Deumile, le patron du restaurant la Mansarde, était assis devant, à la place du mort. Il avait ouvert ce restaurant crêperie, peu de temps auparavant, à la fin de son contrat chez FLO. Orillin, le cuisinier lui avait emboîté le pas et leur restaurant était devenu assez vite « The » resto français de la capitale. J’avais dîné chez eux, pas plus tard qu’hier soir...

Finet-Dinon, quant à lui, labourait tous les chemins de Chine depuis plus de vingt ans et s’était fait une solide réputation auprès des petites et moyennes entreprises qui tentaient de ne pas perdre trop d’argent dans cette tirelire des Danaïdes que pouvait très vite devenir ce fabuleux marché chinois... C’était le don Quichotte de la communauté française.
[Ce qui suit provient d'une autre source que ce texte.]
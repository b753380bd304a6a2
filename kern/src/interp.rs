// This Source Code Form is subject to the terms of the Mozilla Public
// License, v. 2.0. If a copy of the MPL was not distributed with this
// file, You can obtain one at https://mozilla.org/MPL/2.0/.

//! The instruction interpreter (spec §4.4).
//!
//! [`step`] executes exactly one instruction and reports what happened.
//! Breakpoint checks, scheduler rotation, and the actual `TaskState`
//! transition bookkeeping belong to the executive (spec §4.4's "pre-step" /
//! "post-step" framing is a contract between the two, not something the
//! interpreter enforces on its own).

use abi::opcodes::RawInstruction;
use abi::svc::ENOSYS;
use abi::{Opcode, Psw, VmFault};

use crate::context::{TaskContext, CALL_STACK_DEPTH};
use crate::svc::{self, SvcHost, SvcOutcome};

/// What the interpreter did with one instruction.
#[derive(Debug)]
pub enum StepEvent {
    /// Ordinary instruction; execution continues at the (possibly updated)
    /// PC.
    Continue,
    /// `SVC` into the `EXEC` family requested a voluntary reschedule.
    Yield,
    /// `SVC` into the `EXEC` family requested a sleep of `ms` milliseconds.
    Sleep { ms: u32 },
    /// `SVC` into the `EXEC` family requested task exit.
    Exit { status: i32 },
    /// `SVC` into the `MAILBOX` family blocked on an empty descriptor with a
    /// nonzero timeout.
    MailboxBlocked { timeout_ms: u32 },
    /// The instruction faulted; R0 has already been set to
    /// `fault.code()` and the caller should transition the task to
    /// `Terminated`.
    Fault(VmFault),
}

/// Executes one instruction at `ctx.pc`, mutating `ctx` in place.
pub fn step(ctx: &mut TaskContext, host: &mut dyn SvcHost) -> StepEvent {
    let word = match ctx.memory.fetch_instruction(ctx.pc) {
        Ok(w) => w,
        Err(fault) => return halt(ctx, fault),
    };
    let insn = RawInstruction::decode(word);
    let Some(op) = Opcode::from_u8(insn.op) else {
        return halt(ctx, VmFault::IllegalOpcode);
    };

    let mut next_pc = ctx.pc.wrapping_add(4);

    macro_rules! try_mem {
        ($e:expr) => {
            match $e {
                Ok(v) => v,
                Err(fault) => return halt(ctx, fault),
            }
        };
    }

    match op {
        Opcode::Ldi => {
            ctx.set_reg(insn.rd, insn.imm_sext() as u32);
        }
        Opcode::Ldi32 => {
            let hi = try_mem!(ctx.memory.fetch_instruction(ctx.pc.wrapping_add(4)));
            ctx.set_reg(insn.rd, hi);
            next_pc = ctx.pc.wrapping_add(8);
        }
        Opcode::Ld => {
            let addr = ctx.reg(insn.rs1).wrapping_add(insn.imm_sext() as u32);
            let v = try_mem!(ctx.memory.read_u32(addr));
            ctx.set_reg(insn.rd, v);
        }
        Opcode::Ldb => {
            let addr = ctx.reg(insn.rs1).wrapping_add(insn.imm_sext() as u32);
            let v = try_mem!(ctx.memory.read_u8(addr));
            ctx.set_reg(insn.rd, v as u32);
        }
        Opcode::Ldh => {
            let addr = ctx.reg(insn.rs1).wrapping_add(insn.imm_sext() as u32);
            let v = try_mem!(ctx.memory.read_u16(addr));
            ctx.set_reg(insn.rd, v as u32);
        }
        Opcode::St => {
            let addr = ctx.reg(insn.rs1).wrapping_add(insn.imm_sext() as u32);
            try_mem!(ctx.memory.write_u32(addr, ctx.reg(insn.rd)));
        }
        Opcode::Stb => {
            let addr = ctx.reg(insn.rs1).wrapping_add(insn.imm_sext() as u32);
            try_mem!(ctx.memory.write_u8(addr, ctx.reg(insn.rd) as u8));
        }
        Opcode::Sth => {
            let addr = ctx.reg(insn.rs1).wrapping_add(insn.imm_sext() as u32);
            try_mem!(ctx.memory.write_u16(addr, ctx.reg(insn.rd) as u16));
        }
        Opcode::Mov => {
            ctx.set_reg(insn.rd, ctx.reg(insn.rs1));
        }

        Opcode::Add => binop(ctx, insn, |a, b| {
            let (r, c) = a.overflowing_add(b);
            let v = ((a as i32).checked_add(b as i32)).is_none();
            (r, c, v)
        }),
        Opcode::Sub => binop(ctx, insn, |a, b| {
            let (r, c) = a.overflowing_sub(b);
            let v = ((a as i32).checked_sub(b as i32)).is_none();
            (r, c, v)
        }),
        Opcode::Mul => binop(ctx, insn, |a, b| {
            let (r, c) = a.overflowing_mul(b);
            let v = ((a as i32).checked_mul(b as i32)).is_none();
            (r, c, v)
        }),
        Opcode::Div => {
            let a = ctx.reg(insn.rs1) as i32;
            let b = ctx.reg(insn.rs2) as i32;
            if b == 0 {
                return halt(ctx, VmFault::DivZero);
            }
            let r = a.wrapping_div(b) as u32;
            ctx.set_reg(insn.rd, r);
            ctx.psw.set_result_flags(r);
        }
        Opcode::And => binop(ctx, insn, |a, b| (a & b, false, false)),
        Opcode::Or => binop(ctx, insn, |a, b| (a | b, false, false)),
        Opcode::Xor => binop(ctx, insn, |a, b| (a ^ b, false, false)),
        Opcode::Not => {
            let r = !ctx.reg(insn.rs1);
            ctx.set_reg(insn.rd, r);
            ctx.psw.set_result_flags(r);
        }

        Opcode::Cmp => {
            let a = ctx.reg(insn.rs1);
            let b = ctx.reg(insn.rs2);
            let (r, c) = a.overflowing_sub(b);
            let v = ((a as i32).checked_sub(b as i32)).is_none();
            ctx.psw.set_result_flags(r);
            ctx.psw.set(Psw::C, c);
            ctx.psw.set(Psw::V, v);
        }
        Opcode::Jmp => {
            next_pc = insn.imm_zext();
        }
        Opcode::Jz => {
            if ctx.psw.contains(Psw::Z) {
                next_pc = insn.imm_zext();
            }
        }
        Opcode::Jnz => {
            if !ctx.psw.contains(Psw::Z) {
                next_pc = insn.imm_zext();
            }
        }
        Opcode::Call => {
            if ctx.call_stack.len() >= CALL_STACK_DEPTH {
                return halt(ctx, VmFault::StackOverflow);
            }
            ctx.call_stack.push(next_pc);
            next_pc = ctx.pc.wrapping_add((insn.imm_sext() as u32).wrapping_shl(2));
        }
        Opcode::Ret => match ctx.call_stack.pop() {
            Some(ret) => next_pc = ret,
            None => return halt(ctx, VmFault::StackUnderflow),
        },

        Opcode::Lsl => shift_op(ctx, insn, |v, n| v.wrapping_shl(n)),
        Opcode::Lsr => shift_op(ctx, insn, |v, n| v.wrapping_shr(n)),
        Opcode::Asr => shift_op(ctx, insn, |v, n| ((v as i32).wrapping_shr(n)) as u32),
        Opcode::Adc => {
            let a = ctx.reg(insn.rs1) as u64;
            let b = ctx.reg(insn.rs2) as u64;
            let c = if ctx.psw.contains(Psw::C) { 1 } else { 0 };
            let sum = a + b + c;
            let r = sum as u32;
            ctx.set_reg(insn.rd, r);
            ctx.psw.set_result_flags(r);
            ctx.psw.set(Psw::C, sum > u32::MAX as u64);
        }
        Opcode::Sbc => {
            let a = ctx.reg(insn.rs1) as i64;
            let b = ctx.reg(insn.rs2) as i64;
            let borrow_in = if ctx.psw.contains(Psw::C) { 0 } else { 1 };
            let diff = a - b - borrow_in;
            let r = diff as u32;
            ctx.set_reg(insn.rd, r);
            ctx.psw.set_result_flags(r);
            ctx.psw.set(Psw::C, diff >= 0);
        }

        Opcode::Push => {
            ctx.sp = ctx.sp.wrapping_sub(4);
            try_mem!(ctx.memory.write_u32(ctx.sp, ctx.reg(insn.rd)));
        }
        Opcode::Pop => {
            let v = try_mem!(ctx.memory.read_u32(ctx.sp));
            ctx.sp = ctx.sp.wrapping_add(4);
            ctx.set_reg(insn.rd, v);
        }

        Opcode::Fadd => fbinop(ctx, insn, |a, b| a + b),
        Opcode::Fsub => fbinop(ctx, insn, |a, b| a - b),
        Opcode::Fmul => fbinop(ctx, insn, |a, b| a * b),
        Opcode::Fdiv => fbinop(ctx, insn, |a, b| a / b),
        Opcode::I2f => {
            let i = ctx.reg(insn.rs1) as i32 as f32;
            ctx.set_reg(insn.rd, hsx_f16::f32_to_f16(i) as u32);
        }
        Opcode::F2i => {
            let f = hsx_f16::f16_to_f32(ctx.reg(insn.rs1) as u16);
            ctx.set_reg(insn.rd, f as i32 as u32);
        }

        Opcode::Svc => {
            let (m, f) = abi::svc::decode_svc_imm(insn.imm);
            match abi::SvcFamily::from_mod(m) {
                Some(abi::SvcFamily::Exec) => match exec_call(ctx, f) {
                    ExecOutcome::Continue => {}
                    ExecOutcome::Yield => return StepEvent::Yield,
                    ExecOutcome::Sleep(ms) => return StepEvent::Sleep { ms },
                    ExecOutcome::Exit(status) => return StepEvent::Exit { status },
                },
                Some(family) => match svc::dispatch(host, ctx, family, f) {
                    SvcOutcome::Value(v) => ctx.set_reg(0, v),
                    SvcOutcome::MailboxRecvBlocked { timeout_ms } => {
                        return StepEvent::MailboxBlocked { timeout_ms }
                    }
                },
                None => ctx.set_reg(0, ENOSYS),
            }
        }
        Opcode::Brk => {
            ctx.pc = next_pc;
            ctx.accounted_steps += 1;
            return StepEvent::Exit { status: insn.imm_zext() as i32 };
        }
    }

    ctx.pc = next_pc;
    ctx.accounted_steps += 1;
    StepEvent::Continue
}

fn halt(ctx: &mut TaskContext, fault: VmFault) -> StepEvent {
    ctx.set_reg(0, fault.code());
    ctx.accounted_steps += 1;
    StepEvent::Fault(fault)
}

fn binop(ctx: &mut TaskContext, insn: RawInstruction, f: impl Fn(u32, u32) -> (u32, bool, bool)) {
    let a = ctx.reg(insn.rs1);
    let b = ctx.reg(insn.rs2);
    let (r, c, v) = f(a, b);
    ctx.set_reg(insn.rd, r);
    ctx.psw.set_result_flags(r);
    ctx.psw.set(Psw::C, c);
    ctx.psw.set(Psw::V, v);
}

fn shift_op(ctx: &mut TaskContext, insn: RawInstruction, f: impl Fn(u32, u32) -> u32) {
    let a = ctx.reg(insn.rs1);
    let amount = ctx.reg(insn.rs2) % 32;
    let r = f(a, amount);
    ctx.set_reg(insn.rd, r);
    ctx.psw.set_result_flags(r);
    if amount == 0 {
        ctx.psw.remove(Psw::V);
    }
}

fn fbinop(ctx: &mut TaskContext, insn: RawInstruction, f: impl Fn(f32, f32) -> f32) {
    let a = hsx_f16::f16_to_f32(ctx.reg(insn.rs1) as u16);
    let b = hsx_f16::f16_to_f32(ctx.reg(insn.rs2) as u16);
    let r = f(a, b);
    ctx.set_reg(insn.rd, hsx_f16::f32_to_f16(r) as u32);
}

enum ExecOutcome {
    Continue,
    Yield,
    Sleep(u32),
    Exit(i32),
}

/// `EXEC` family function selectors (fixed by the opcode table's SVC
/// contract, spec §4.4): 0 = yield, 1 = sleep_ms, 2 = exit.
fn exec_call(ctx: &TaskContext, fn_sel: u8) -> ExecOutcome {
    match fn_sel {
        0 => ExecOutcome::Yield,
        1 => ExecOutcome::Sleep(ctx.reg(1)),
        2 => ExecOutcome::Exit(ctx.reg(1) as i32),
        _ => ExecOutcome::Continue,
    }
}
Ses assauts répétés contre les fonctionnaires, les bons à rien, les ministères, l’Ambassade et tout ce qui avait de près ou de loin l’allure d’un officiel, avaient la finesse des bulldozers des chantiers de démolition qui dévastaient la ville... Et l’évocation de son seul nom suffisait à déclencher une hystérie de terreur au sein de la Chambre de Commerce avec laquelle il avait toujours entretenu des relations un peu tendues.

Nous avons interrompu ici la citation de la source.